Pela minha paixão e o que me move pela ADRAV, tendo em conta todo o trabalho que tenho vindo a realizar, nunca me poderei desligar deste projeto, mas também tenho uma família que está no desporto. Custa-me ir ver os filhos dos outros jogar e não poder fazer o mesmo pelas minhas filhas, que estão sozinhas no desporto delas. Queria ter também o prazer de as ver jogar e poder partilhar isso com elas. Mas se isso não for possível jamais deixarei cair a ADRAV. Se aparecer alguém que queira contribuir para este projeto – não precisa de vir fazer milagres – e manter a dignidade que o clube tem tido aos longo destes 34 anos de vida eu, de bom grado, apoiarei a candidatura.

Prestes a fechar um ciclo, que diferenças vê na ADRAV de hoje comparativamente à que assumiu há cinco anos atrás?

Cada pessoa incute um cunho pessoal naquilo que faz. No tempo do sr. Silvério toda a responsabilidade do clube recaía apenas no presidente, a quem temos de agradecer por tudo o que deu em prol do clube. Quando assumi a direção tentou-se diversificar um bocado. Quisemos criar uma direção que vivesse mais o clube e que não dependesse apenas de uma pessoa. Tentamos manter o carisma da ADRAV e que continuasse a ser respeitada por todos.

Por falar em diversidade, uma das suas metas passava pela criação de uma equipa feminina de futebol. Os anos passaram, mas esse projeto nunca foi avante.

Na altura iniciamos conversações com o então Vereador do Desporto da Câmara Municipal e senti vontade e apoio para que o projeto fosse implementado, mas havia um entrave. O único espaço disponível era o Centro de Formação Desportiva, que estava completamente lotado. Entretanto o executivo camarário mudou e a ideia ficou pelo caminho.

“Acho que demos tudo o que tínhamos”

A entrada do novo executivo impediu que o projeto avançasse?

Não posso dizer isso porque não abordei o novo executivo, que, se calhar, não iria colocar nenhum entrave ao avançar do projeto. Foi um timing que eu próprio perdi, se calhar pelo agravamento que se tem vindo a verificar no que diz respeito à angariação de receitas.

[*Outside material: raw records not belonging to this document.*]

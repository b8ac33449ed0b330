use serde::{Deserialize, Serialize};
use ulid::Ulid;

/// One file pending or completed upload inside a draft or an in-progress edit.
///
/// The `client_id` is generated locally when the user attaches the file and
/// stays stable across retries until the attachment is replaced. The server
/// `id` is only present once the upload has completed.
#[derive(Debug, Clone, Serialize, Deserialize, PartialEq)]
pub struct FileInfo {
    pub client_id: String,
    #[serde(skip_serializing_if = "Option::is_none")]
    pub id: Option<String>,
    pub name: String,
    pub mime_type: String,
    pub size: u64,
    pub bytes_read: u64,
    pub failed: bool,
    pub local_path: String,
}

impl FileInfo {
    /// Create a fresh attachment record for a locally picked file
    pub fn new(local_path: &str, name: &str, size: u64) -> Self {
        Self {
            client_id: Ulid::new().to_string(),
            id: None,
            name: name.to_string(),
            mime_type: mime_for_path(name),
            size,
            bytes_read: 0,
            failed: false,
            local_path: local_path.to_string(),
        }
    }

    /// Whether the attachment should render as an image preview
    pub fn is_image(&self) -> bool {
        self.mime_type.starts_with("image/")
    }

    /// Returns a copy with the failure flag cleared.
    ///
    /// Retry never mutates the original record in place; the cleared copy is
    /// what gets written back through the draft store or edit session.
    pub fn cleared(&self) -> FileInfo {
        let mut file = self.clone();
        file.failed = false;
        file
    }

    /// File extension, lowercased, for the generic icon label
    pub fn extension(&self) -> String {
        self.name
            .rsplit_once('.')
            .map(|(_, ext)| ext.to_ascii_lowercase())
            .unwrap_or_default()
    }
}

/// Guess a mime type from the file name extension
pub fn mime_for_path(path: &str) -> String {
    let ext = path
        .rsplit_once('.')
        .map(|(_, ext)| ext.to_ascii_lowercase())
        .unwrap_or_default();

    match ext.as_str() {
        "jpg" | "jpeg" => "image/jpeg",
        "png" => "image/png",
        "gif" => "image/gif",
        "webp" => "image/webp",
        "bmp" => "image/bmp",
        "svg" => "image/svg+xml",
        "mp4" => "video/mp4",
        "mov" => "video/quicktime",
        "mp3" => "audio/mpeg",
        "pdf" => "application/pdf",
        "txt" | "log" => "text/plain",
        "zip" => "application/zip",
        _ => "application/octet-stream",
    }
    .to_string()
}

/// Which overlay the thumbnail shows on top of the preview
#[derive(Debug, Clone, Copy, PartialEq)]
pub enum UploadOverlay {
    None,
    Progress(f32),
    Retry,
}

/// Rendering rule for the thumbnail overlays.
///
/// A failed attachment always shows the retry affordance, even if the manager
/// still reports the upload as loading; progress is only shown while an
/// upload is in flight and has not failed.
pub fn overlay_for(file: &FileInfo, uploading: bool, progress: f32) -> UploadOverlay {
    if file.failed {
        UploadOverlay::Retry
    } else if uploading {
        UploadOverlay::Progress(progress)
    } else {
        UploadOverlay::None
    }
}

#[cfg(test)]
mod tests {
    use super::*;

    fn attachment(name: &str) -> FileInfo {
        FileInfo::new("/tmp/att", name, 100)
    }

    #[test]
    fn test_mime_detection() {
        assert_eq!(mime_for_path("photo.JPG"), "image/jpeg");
        assert_eq!(mime_for_path("notes.pdf"), "application/pdf");
        assert_eq!(mime_for_path("no_extension"), "application/octet-stream");
    }

    #[test]
    fn test_is_image() {
        assert!(attachment("photo.png").is_image());
        assert!(!attachment("report.pdf").is_image());
    }

    #[test]
    fn test_cleared_copies_without_mutating_original() {
        let mut original = attachment("photo.png");
        original.failed = true;
        original.bytes_read = 42;

        let cleared = original.cleared();

        assert!(original.failed);
        assert!(!cleared.failed);
        assert_eq!(cleared.client_id, original.client_id);
        assert_eq!(cleared.bytes_read, 42);
    }

    #[test]
    fn test_fresh_attachments_get_unique_client_ids() {
        let a = attachment("a.png");
        let b = attachment("b.png");
        assert_ne!(a.client_id, b.client_id);
    }

    #[test]
    fn test_overlay_precedence() {
        let mut file = attachment("photo.png");

        // Plain preview while idle
        assert_eq!(overlay_for(&file, false, 0.0), UploadOverlay::None);

        // Progress while uploading
        assert_eq!(overlay_for(&file, true, 0.4), UploadOverlay::Progress(0.4));

        // Failed beats loading, regardless of progress
        file.failed = true;
        assert_eq!(overlay_for(&file, true, 0.4), UploadOverlay::Retry);
        assert_eq!(overlay_for(&file, false, 0.0), UploadOverlay::Retry);
    }
}
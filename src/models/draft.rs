use draft_attachments::FileInfo;
use serde::{Deserialize, Serialize};

/// An unsent message for a channel or thread, with its attachments.
///
/// One draft exists per (channel_id, root_id) pair; an empty root_id means
/// the channel-level draft rather than a thread reply.
#[derive(Debug, Clone, Serialize, Deserialize, PartialEq)]
pub struct Draft {
    pub id: i64,
    pub channel_id: String,
    pub root_id: String,
    pub message: String,
    pub files: Vec<FileInfo>,
    pub created_at: String,
    pub updated_at: String,
}
//! Progress subscriptions for in-flight uploads.
//!
//! Each attachment is identified by its client id; at most one progress
//! handler is live per client id at a time. Registering for an id that
//! already has a handler replaces the old registration (release-then-acquire)
//! so retries never end up with duplicate callbacks.

use std::collections::HashMap;
use std::sync::{Arc, Mutex, MutexGuard};

/// Callback invoked with progress values in [0, 1]
pub type ProgressHandler = Arc<dyn Fn(f32) + Send + Sync>;

struct Entry {
    token: u64,
    handler: ProgressHandler,
}

#[derive(Default)]
struct RegistryInner {
    next_token: u64,
    entries: HashMap<String, Entry>,
}

/// Handler table keyed by attachment client id
#[derive(Clone, Default)]
pub struct ProgressRegistry {
    inner: Arc<Mutex<RegistryInner>>,
}

impl ProgressRegistry {
    pub fn new() -> Self {
        Self::default()
    }

    fn lock(&self) -> MutexGuard<'_, RegistryInner> {
        self.inner.lock().unwrap_or_else(|e| e.into_inner())
    }

    /// Register a handler for a client id, replacing any previous one.
    ///
    /// The returned guard releases the registration when dropped. Each
    /// registration carries a token so a stale guard that outlives its
    /// replacement never removes the newer registration.
    pub fn register(&self, client_id: &str, handler: ProgressHandler) -> ProgressSubscription {
        let token = {
            let mut inner = self.lock();
            inner.next_token += 1;
            let token = inner.next_token;
            inner
                .entries
                .insert(client_id.to_string(), Entry { token, handler });
            token
        };

        ProgressSubscription {
            registry: self.clone(),
            client_id: client_id.to_string(),
            token,
            released: false,
        }
    }

    /// Deliver a progress value to the current handler for a client id
    pub fn emit(&self, client_id: &str, value: f32) {
        // Clone the handler out so it runs without holding the lock
        let handler = self.lock().entries.get(client_id).map(|e| e.handler.clone());
        if let Some(handler) = handler {
            handler(value.clamp(0.0, 1.0));
        }
    }

    pub fn is_registered(&self, client_id: &str) -> bool {
        self.lock().entries.contains_key(client_id)
    }

    fn release(&self, client_id: &str, token: u64) {
        let mut inner = self.lock();
        if inner.entries.get(client_id).map(|e| e.token) == Some(token) {
            inner.entries.remove(client_id);
        }
    }
}

/// Guard for one progress registration.
///
/// Tied to the lifetime of whoever observes the upload: dropping the guard
/// releases the registration exactly once, on every exit path.
#[must_use = "dropping the subscription unregisters the progress handler"]
pub struct ProgressSubscription {
    registry: ProgressRegistry,
    client_id: String,
    token: u64,
    released: bool,
}

impl ProgressSubscription {
    pub fn client_id(&self) -> &str {
        &self.client_id
    }

    /// Release the registration. Safe to call more than once.
    pub fn release(&mut self) {
        if !self.released {
            self.released = true;
            self.registry.release(&self.client_id, self.token);
        }
    }
}

impl Drop for ProgressSubscription {
    fn drop(&mut self) {
        self.release();
    }
}

#[cfg(test)]
mod tests {
    use super::*;

    fn recording_handler() -> (ProgressHandler, Arc<Mutex<Vec<f32>>>) {
        let values = Arc::new(Mutex::new(Vec::new()));
        let sink = values.clone();
        let handler: ProgressHandler = Arc::new(move |v| sink.lock().unwrap().push(v));
        (handler, values)
    }

    #[test]
    fn test_register_emit_release() {
        let registry = ProgressRegistry::new();
        let (handler, values) = recording_handler();

        let mut sub = registry.register("c1", handler);
        assert!(registry.is_registered("c1"));

        registry.emit("c1", 0.25);
        registry.emit("c1", 0.5);
        assert_eq!(*values.lock().unwrap(), vec![0.25, 0.5]);

        sub.release();
        assert!(!registry.is_registered("c1"));

        // No delivery after release
        registry.emit("c1", 0.75);
        assert_eq!(*values.lock().unwrap(), vec![0.25, 0.5]);
    }

    #[test]
    fn test_release_is_idempotent() {
        let registry = ProgressRegistry::new();
        let (handler, _) = recording_handler();

        let mut sub = registry.register("c1", handler);
        sub.release();
        sub.release();
        assert!(!registry.is_registered("c1"));
    }

    #[test]
    fn test_drop_releases_exactly_once() {
        let registry = ProgressRegistry::new();
        let (handler, _) = recording_handler();

        {
            let _sub = registry.register("c1", handler);
            assert!(registry.is_registered("c1"));
        }
        assert!(!registry.is_registered("c1"));
    }

    #[test]
    fn test_reregister_replaces_instead_of_duplicating() {
        let registry = ProgressRegistry::new();
        let (first_handler, first_values) = recording_handler();
        let (second_handler, second_values) = recording_handler();

        let stale = registry.register("c1", first_handler);
        let _current = registry.register("c1", second_handler);

        // Only the newer handler receives values
        registry.emit("c1", 0.4);
        assert!(first_values.lock().unwrap().is_empty());
        assert_eq!(*second_values.lock().unwrap(), vec![0.4]);

        // Dropping the stale guard must not tear down the live registration
        drop(stale);
        assert!(registry.is_registered("c1"));
        registry.emit("c1", 0.8);
        assert_eq!(*second_values.lock().unwrap(), vec![0.4, 0.8]);
    }

    #[test]
    fn test_emit_clamps_out_of_range_values() {
        let registry = ProgressRegistry::new();
        let (handler, values) = recording_handler();
        let _sub = registry.register("c1", handler);

        registry.emit("c1", -0.5);
        registry.emit("c1", 1.5);
        assert_eq!(*values.lock().unwrap(), vec![0.0, 1.0]);
    }

    #[test]
    fn test_emit_for_unknown_id_is_ignored() {
        let registry = ProgressRegistry::new();
        registry.emit("missing", 0.3);
    }
}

Se sair deixa o clube com sentido de ver cumprido?

Sem dúvida. Eu e a minha direção demos o melhor de nós ao longo destes anos. Prova disso é que andamos de cabeça erguida sem dever nada a ninguém. Acho que demos tudo o que tínhamos.

Há alguma coisa que deixe por fazer que gostaria de ter realizado ao longos destes cinco anos?

Há o eterno problema da sede. Já foram vários os executivos camarários e ainda hoje, uma coletividade com 34 anos, não tem uma sede própria, uma morada certa. A correspondência continua a ir para casa de anteriores presidentes e isso é algo que nos deixa um amargo de boca, porque na cidade há coletividades com muito menos anos e têm uma sede.